Data shown>
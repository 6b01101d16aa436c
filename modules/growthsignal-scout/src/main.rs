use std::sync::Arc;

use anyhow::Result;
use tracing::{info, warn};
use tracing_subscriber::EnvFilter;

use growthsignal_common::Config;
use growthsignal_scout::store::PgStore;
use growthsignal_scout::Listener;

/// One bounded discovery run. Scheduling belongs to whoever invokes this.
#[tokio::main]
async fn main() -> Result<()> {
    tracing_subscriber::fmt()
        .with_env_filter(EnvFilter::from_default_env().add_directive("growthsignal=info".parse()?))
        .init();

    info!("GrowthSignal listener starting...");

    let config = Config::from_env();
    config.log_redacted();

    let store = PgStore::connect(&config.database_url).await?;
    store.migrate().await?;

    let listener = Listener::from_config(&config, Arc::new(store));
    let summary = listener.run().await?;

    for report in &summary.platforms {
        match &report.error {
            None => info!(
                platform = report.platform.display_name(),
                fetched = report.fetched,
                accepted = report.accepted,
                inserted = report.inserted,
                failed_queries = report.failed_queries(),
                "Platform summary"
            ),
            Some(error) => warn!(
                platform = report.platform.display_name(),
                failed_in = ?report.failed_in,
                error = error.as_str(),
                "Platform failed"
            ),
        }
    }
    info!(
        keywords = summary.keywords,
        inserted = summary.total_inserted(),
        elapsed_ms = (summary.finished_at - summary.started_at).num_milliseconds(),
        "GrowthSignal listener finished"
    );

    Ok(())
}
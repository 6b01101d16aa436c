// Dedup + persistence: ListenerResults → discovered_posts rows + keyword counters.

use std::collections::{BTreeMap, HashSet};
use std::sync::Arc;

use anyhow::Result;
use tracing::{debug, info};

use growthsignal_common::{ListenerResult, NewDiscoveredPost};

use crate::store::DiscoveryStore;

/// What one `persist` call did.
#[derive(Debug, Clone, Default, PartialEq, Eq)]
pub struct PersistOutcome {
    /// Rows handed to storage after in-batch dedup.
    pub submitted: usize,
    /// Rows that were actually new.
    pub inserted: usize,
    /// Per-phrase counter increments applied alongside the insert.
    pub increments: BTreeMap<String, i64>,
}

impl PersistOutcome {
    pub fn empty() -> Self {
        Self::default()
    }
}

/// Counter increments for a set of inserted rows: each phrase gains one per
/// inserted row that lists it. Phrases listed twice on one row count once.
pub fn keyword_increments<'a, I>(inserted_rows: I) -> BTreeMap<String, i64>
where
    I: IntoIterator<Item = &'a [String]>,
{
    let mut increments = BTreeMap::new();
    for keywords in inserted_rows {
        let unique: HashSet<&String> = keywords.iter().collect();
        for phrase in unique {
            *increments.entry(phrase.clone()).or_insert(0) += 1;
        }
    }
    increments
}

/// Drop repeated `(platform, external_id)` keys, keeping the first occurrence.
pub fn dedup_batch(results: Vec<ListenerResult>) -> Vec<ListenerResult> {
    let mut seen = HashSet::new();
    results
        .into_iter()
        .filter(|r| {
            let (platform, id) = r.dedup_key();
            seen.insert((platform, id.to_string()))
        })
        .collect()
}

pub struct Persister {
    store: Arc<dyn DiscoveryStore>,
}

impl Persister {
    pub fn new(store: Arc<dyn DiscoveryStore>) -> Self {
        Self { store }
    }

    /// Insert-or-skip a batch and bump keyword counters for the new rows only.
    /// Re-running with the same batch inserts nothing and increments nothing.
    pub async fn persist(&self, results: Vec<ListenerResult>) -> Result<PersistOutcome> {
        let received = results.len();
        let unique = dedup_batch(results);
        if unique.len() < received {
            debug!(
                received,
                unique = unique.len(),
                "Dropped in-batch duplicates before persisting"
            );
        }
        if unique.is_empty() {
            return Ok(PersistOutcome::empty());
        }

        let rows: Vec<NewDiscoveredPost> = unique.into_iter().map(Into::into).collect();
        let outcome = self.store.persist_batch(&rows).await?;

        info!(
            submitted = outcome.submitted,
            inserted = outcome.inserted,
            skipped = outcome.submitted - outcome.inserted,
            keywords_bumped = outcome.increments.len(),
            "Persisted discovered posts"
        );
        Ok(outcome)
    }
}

Problem to work on> Write out the listing exactly, keeping every character.

Solution for this task>
repository 6b01101d16aa436c
filename modules/growthsignal-scout/src/main.rs
use std::sync::Arc;

use anyhow::Result;
use tracing::{info, warn};
use tracing_subscriber::EnvFilter;

use growthsignal_common::Config;
use growthsignal_scout::store::PgStore;
use growthsignal_scout::Listener;

/// One bounded discovery run. Scheduling belongs to whoever invokes this.
#[tokio::main]
async fn main() -> Result<()> {
    tracing_subscriber::fmt()
        .with_env_filter(EnvFilter::from_default_env().add_directive("growthsignal=info".parse()?))
        .init();

    info!("GrowthSignal listener starting...");

    let config = Config::from_env();
    config.log_redacted();

    let store = PgStore::connect(&config.database_url).await?;
    store.migrate().await?;

    let listener = Listener::from_config(&config, Arc::new(store));
    let summary = listener.run().await?;

    for report in &summary.platforms {
        match &report.error {
            None => info!(
                platform = report.platform.display_name(),
                fetched = report.fetched,
                accepted = report.accepted,
                inserted = report.inserted,
                failed_queries = report.failed_queries(),
                "Platform summary"
            ),
            Some(error) => warn!(
                platform = report.platform.display_name(),
                failed_in = ?report.failed_in,
                error = error.as_str(),
                "Platform failed"
            ),
        }
    }
    info!(
        keywords = summary.keywords,
        inserted = summary.total_inserted(),
        elapsed_ms = (summary.finished_at - summary.started_at).num_milliseconds(),
        "GrowthSignal listener finished"
    );

    Ok(())
}
repository 6b01101d16aa436c
// Dedup + persistence: ListenerResults → discovered_posts rows + keyword counters.

use std::collections::{BTreeMap, HashSet};
use std::sync::Arc;

use anyhow::Result;
use tracing::{debug, info};

use growthsignal_common::{ListenerResult, NewDiscoveredPost};

use crate::store::DiscoveryStore;

/// What one `persist` call did.
#[derive(Debug, Clone, Default, PartialEq, Eq)]
pub struct PersistOutcome {
    /// Rows handed to storage after in-batch dedup.
    pub submitted: usize,
    /// Rows that were actually new.
    pub inserted: usize,
    /// Per-phrase counter increments applied alongside the insert.
    pub increments: BTreeMap<String, i64>,
}

impl PersistOutcome {
    pub fn empty() -> Self {
        Self::default()
    }
}

/// Counter increments for a set of inserted rows: each phrase gains one per
/// inserted row that lists it. Phrases listed twice on one row count once.
pub fn keyword_increments<'a, I>(inserted_rows: I) -> BTreeMap<String, i64>
where
    I: IntoIterator<Item = &'a [String]>,
{
    let mut increments = BTreeMap::new();
    for keywords in inserted_rows {
        let unique: HashSet<&String> = keywords.iter().collect();
        for phrase in unique {
            *increments.entry(phrase.clone()).or_insert(0) += 1;
        }
    }
    increments
}

/// Drop repeated `(platform, external_id)` keys, keeping the first occurrence.
pub fn dedup_batch(results: Vec<ListenerResult>) -> Vec<ListenerResult> {
    let mut seen = HashSet::new();
    results
        .into_iter()
        .filter(|r| {
            let (platform, id) = r.dedup_key();
            seen.insert((platform, id.to_string()))
        })
        .collect()
}

pub struct Persister {
    store: Arc<dyn DiscoveryStore>,
}

impl Persister {
    pub fn new(store: Arc<dyn DiscoveryStore>) -> Self {
        Self { store }
    }

    /// Insert-or-skip a batch and bump keyword counters for the new rows only.
    /// Re-running with the same batch inserts nothing and increments nothing.
    pub async fn persist(&self, results: Vec<ListenerResult>) -> Result<PersistOutcome> {
        let received = results.len();
        let unique = dedup_batch(results);
        if unique.len() < received {
            debug!(
                received,
                unique = unique.len(),
                "Dropped in-batch duplicates before persisting"
            );
        }
        if unique.is_empty() {
            return Ok(PersistOutcome::empty());
        }

        let rows: Vec<NewDiscoveredPost> = unique.into_iter().map(Into::into).collect();
        let outcome = self.store.persist_batch(&rows).await?;

        info!(
            submitted = outcome.submitted,
            inserted = outcome.inserted,
            skipped = outcome.submitted - outcome.inserted,
            keywords_bumped = outcome.increments.len(),
            "Persisted discovered posts"
        );
        Ok(outcome)
    }
}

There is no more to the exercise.